Beginning at the line that holds "Ok(ApiResponse::list(low))", restate each line exactly through the final line of the records. Include both of those lines.

[Records from a dataset]
====
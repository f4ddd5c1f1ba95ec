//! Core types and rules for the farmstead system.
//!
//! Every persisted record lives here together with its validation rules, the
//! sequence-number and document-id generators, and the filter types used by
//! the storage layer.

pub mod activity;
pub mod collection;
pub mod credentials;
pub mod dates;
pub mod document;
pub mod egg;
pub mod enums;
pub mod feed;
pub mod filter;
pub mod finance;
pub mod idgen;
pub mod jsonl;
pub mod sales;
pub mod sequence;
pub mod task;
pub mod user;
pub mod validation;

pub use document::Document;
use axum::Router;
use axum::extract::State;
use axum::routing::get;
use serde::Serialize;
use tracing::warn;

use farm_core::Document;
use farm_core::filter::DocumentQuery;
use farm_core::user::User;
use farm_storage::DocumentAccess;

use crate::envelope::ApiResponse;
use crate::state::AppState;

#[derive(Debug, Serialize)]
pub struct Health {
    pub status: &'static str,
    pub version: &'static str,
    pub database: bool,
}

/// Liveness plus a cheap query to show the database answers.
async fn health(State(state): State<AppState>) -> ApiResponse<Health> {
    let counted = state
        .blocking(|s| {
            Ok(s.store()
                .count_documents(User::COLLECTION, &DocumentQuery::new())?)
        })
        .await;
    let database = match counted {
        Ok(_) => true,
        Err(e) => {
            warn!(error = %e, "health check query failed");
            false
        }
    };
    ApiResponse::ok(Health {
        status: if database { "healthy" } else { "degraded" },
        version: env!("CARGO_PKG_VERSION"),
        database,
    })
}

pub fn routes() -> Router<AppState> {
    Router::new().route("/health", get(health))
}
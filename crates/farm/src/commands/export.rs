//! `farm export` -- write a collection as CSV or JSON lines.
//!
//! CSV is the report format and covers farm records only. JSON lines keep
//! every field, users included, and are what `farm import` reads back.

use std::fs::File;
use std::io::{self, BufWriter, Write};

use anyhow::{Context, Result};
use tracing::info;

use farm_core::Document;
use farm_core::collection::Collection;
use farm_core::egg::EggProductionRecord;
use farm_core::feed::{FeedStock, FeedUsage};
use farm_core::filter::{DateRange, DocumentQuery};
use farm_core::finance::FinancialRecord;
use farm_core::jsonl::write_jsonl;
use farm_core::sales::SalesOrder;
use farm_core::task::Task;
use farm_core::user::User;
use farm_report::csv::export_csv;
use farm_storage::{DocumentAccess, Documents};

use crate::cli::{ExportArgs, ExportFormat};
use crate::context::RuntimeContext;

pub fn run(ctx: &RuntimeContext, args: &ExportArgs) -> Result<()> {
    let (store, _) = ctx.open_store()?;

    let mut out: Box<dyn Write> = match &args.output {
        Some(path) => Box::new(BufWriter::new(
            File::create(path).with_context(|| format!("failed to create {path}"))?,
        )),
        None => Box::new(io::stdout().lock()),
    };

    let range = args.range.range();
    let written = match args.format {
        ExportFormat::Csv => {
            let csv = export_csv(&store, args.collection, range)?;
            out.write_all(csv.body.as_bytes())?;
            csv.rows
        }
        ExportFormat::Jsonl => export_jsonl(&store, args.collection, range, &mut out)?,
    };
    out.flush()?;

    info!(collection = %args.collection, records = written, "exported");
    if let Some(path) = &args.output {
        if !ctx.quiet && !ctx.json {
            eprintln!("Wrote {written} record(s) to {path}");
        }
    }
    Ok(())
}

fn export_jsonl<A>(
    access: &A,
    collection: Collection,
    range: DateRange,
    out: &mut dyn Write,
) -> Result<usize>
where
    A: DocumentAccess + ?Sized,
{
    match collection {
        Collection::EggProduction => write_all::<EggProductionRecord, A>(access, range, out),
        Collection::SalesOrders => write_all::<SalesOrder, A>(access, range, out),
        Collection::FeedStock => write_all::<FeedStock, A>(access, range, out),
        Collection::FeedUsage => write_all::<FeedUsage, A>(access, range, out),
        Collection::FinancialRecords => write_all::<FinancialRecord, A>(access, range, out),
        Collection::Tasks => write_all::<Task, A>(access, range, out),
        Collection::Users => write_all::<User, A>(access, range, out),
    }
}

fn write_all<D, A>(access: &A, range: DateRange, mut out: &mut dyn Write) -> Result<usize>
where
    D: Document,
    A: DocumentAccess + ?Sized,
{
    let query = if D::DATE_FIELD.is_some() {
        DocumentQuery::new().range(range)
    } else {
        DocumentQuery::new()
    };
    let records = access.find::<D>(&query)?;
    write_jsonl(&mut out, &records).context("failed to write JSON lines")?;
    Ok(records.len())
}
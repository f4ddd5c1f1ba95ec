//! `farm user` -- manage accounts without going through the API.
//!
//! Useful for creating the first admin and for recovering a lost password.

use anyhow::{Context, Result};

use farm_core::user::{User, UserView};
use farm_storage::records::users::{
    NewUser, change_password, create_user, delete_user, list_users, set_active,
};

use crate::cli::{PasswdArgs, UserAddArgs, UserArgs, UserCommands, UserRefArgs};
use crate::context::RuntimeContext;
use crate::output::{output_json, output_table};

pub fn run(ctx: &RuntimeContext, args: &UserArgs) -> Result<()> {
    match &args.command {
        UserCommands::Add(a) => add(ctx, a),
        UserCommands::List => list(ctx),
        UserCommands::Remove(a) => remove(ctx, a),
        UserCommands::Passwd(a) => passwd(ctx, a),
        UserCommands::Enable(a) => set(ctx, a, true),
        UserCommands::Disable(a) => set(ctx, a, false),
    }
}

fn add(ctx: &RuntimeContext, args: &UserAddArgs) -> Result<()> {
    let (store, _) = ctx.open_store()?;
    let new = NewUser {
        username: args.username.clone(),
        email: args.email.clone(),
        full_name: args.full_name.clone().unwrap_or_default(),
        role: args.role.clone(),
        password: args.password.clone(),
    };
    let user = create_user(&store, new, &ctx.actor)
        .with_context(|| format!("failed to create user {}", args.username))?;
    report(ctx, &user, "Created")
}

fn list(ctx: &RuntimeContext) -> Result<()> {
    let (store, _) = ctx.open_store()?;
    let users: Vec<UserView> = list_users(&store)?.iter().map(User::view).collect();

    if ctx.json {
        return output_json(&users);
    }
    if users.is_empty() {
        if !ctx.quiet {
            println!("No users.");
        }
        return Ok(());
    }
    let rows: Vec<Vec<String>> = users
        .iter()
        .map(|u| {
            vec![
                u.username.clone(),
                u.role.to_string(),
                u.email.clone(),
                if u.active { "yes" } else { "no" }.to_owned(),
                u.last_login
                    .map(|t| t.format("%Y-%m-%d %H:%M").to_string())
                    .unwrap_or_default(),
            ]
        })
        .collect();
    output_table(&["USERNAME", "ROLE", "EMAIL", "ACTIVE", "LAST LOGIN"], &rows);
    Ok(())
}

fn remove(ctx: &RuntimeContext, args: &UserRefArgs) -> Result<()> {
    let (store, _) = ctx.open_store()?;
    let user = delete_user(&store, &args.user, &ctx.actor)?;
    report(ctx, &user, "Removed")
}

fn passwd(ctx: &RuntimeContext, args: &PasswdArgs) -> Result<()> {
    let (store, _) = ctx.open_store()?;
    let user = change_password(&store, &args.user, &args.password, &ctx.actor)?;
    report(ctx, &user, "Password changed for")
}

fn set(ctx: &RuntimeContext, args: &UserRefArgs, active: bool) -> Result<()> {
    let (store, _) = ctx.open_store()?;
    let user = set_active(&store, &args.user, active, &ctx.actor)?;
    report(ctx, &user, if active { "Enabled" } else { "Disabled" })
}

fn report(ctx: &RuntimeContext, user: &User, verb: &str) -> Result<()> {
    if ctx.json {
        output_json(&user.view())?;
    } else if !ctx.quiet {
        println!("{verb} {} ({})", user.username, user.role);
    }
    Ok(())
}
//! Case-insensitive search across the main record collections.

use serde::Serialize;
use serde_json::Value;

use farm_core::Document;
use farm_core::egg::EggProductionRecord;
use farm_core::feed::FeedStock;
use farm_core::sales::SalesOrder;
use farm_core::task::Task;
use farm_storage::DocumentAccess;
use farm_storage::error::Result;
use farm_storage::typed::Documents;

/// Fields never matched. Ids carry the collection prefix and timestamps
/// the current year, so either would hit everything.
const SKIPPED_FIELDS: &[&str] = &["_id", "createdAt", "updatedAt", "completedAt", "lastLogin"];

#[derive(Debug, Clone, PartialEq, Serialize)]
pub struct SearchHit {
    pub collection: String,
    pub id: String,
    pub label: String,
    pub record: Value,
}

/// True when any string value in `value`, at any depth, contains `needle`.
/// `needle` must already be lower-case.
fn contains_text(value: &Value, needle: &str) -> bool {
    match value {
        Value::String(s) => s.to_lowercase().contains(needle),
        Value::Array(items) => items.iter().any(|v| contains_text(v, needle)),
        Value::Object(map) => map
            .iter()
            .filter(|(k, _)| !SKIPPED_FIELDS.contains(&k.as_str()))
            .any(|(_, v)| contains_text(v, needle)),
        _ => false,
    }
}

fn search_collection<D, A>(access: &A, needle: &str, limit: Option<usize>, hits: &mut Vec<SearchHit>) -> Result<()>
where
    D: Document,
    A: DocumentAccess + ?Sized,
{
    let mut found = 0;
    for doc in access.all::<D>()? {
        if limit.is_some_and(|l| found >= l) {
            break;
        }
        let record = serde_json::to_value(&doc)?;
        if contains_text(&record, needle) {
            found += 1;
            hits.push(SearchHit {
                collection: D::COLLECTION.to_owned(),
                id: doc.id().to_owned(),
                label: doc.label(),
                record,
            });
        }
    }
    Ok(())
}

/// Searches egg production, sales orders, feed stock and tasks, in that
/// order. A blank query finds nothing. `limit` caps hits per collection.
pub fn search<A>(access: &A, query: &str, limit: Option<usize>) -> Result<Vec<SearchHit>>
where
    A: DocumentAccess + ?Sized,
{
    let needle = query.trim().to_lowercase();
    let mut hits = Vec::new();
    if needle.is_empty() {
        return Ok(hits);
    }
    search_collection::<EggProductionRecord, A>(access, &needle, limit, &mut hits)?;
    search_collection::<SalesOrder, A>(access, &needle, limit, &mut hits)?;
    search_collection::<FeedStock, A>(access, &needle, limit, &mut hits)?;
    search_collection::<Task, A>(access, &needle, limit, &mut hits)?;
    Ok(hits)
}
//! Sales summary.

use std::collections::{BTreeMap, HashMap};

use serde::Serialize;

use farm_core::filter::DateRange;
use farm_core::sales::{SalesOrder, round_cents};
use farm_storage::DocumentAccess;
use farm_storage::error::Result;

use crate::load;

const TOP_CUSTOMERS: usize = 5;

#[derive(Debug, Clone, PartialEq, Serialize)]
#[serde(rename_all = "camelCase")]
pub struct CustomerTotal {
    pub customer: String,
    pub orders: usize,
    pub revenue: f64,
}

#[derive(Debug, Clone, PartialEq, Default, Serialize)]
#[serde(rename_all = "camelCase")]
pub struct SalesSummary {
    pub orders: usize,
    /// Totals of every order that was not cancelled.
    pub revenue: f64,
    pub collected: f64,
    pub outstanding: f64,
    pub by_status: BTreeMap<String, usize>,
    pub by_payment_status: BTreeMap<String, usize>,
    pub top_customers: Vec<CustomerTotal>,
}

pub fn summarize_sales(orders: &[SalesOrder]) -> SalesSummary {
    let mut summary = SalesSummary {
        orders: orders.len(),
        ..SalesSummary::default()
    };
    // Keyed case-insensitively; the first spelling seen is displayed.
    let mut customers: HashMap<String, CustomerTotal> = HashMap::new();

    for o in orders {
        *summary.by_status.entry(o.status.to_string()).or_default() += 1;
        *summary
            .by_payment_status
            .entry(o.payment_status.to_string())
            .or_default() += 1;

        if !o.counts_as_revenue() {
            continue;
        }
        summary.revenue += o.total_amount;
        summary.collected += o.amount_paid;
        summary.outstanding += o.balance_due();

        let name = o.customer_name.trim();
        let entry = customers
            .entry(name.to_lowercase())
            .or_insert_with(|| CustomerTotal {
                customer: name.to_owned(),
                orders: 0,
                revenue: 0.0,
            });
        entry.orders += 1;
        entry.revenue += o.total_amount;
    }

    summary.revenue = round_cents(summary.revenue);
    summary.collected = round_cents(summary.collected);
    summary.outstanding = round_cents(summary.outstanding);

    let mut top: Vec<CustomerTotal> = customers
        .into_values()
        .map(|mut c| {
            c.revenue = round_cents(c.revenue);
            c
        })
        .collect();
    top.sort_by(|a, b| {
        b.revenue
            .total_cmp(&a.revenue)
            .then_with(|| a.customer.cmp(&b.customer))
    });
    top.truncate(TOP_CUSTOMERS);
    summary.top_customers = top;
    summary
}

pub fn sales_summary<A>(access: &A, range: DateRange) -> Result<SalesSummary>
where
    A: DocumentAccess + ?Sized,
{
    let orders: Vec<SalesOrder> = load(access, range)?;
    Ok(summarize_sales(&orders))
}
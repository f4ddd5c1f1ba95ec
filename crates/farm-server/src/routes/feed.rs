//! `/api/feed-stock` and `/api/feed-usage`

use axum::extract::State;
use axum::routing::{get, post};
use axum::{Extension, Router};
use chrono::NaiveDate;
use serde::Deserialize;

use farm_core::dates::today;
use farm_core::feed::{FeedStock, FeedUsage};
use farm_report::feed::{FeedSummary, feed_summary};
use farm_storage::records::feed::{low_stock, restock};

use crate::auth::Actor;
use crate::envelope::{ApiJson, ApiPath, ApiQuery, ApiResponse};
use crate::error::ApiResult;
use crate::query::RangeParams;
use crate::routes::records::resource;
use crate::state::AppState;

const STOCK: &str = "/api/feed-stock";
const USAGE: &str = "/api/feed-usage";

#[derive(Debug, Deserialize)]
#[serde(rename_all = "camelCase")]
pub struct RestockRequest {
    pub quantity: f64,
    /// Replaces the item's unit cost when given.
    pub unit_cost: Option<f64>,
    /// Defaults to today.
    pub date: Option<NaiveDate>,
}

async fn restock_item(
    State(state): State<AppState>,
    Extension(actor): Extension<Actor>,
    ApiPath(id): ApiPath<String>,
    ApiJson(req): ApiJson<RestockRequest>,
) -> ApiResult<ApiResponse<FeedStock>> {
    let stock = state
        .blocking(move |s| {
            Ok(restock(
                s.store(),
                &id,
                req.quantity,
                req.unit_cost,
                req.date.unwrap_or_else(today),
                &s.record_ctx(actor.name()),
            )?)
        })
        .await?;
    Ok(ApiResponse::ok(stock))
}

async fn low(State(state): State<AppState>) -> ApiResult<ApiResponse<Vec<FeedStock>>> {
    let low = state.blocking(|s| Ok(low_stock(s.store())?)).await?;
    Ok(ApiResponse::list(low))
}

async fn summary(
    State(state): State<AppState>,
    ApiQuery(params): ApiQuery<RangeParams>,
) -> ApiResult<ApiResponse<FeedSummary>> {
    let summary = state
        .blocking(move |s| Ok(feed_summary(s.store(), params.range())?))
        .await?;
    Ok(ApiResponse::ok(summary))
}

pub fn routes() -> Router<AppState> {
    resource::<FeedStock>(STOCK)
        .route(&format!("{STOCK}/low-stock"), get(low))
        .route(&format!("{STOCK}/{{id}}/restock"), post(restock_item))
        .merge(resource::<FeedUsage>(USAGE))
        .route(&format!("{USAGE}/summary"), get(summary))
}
====
- [RESULT OF THE TASK]:
    Ok(ApiResponse::list(low))
}

async fn summary(
    State(state): State<AppState>,
    ApiQuery(params): ApiQuery<RangeParams>,
) -> ApiResult<ApiResponse<FeedSummary>> {
    let summary = state
        .blocking(move |s| Ok(feed_summary(s.store(), params.range())?))
        .await?;
    Ok(ApiResponse::ok(summary))
}

pub fn routes() -> Router<AppState> {
    resource::<FeedStock>(STOCK)
        .route(&format!("{STOCK}/low-stock"), get(low))
        .route(&format!("{STOCK}/{{id}}/restock"), post(restock_item))
        .merge(resource::<FeedUsage>(USAGE))
        .route(&format!("{USAGE}/summary"), get(summary))
}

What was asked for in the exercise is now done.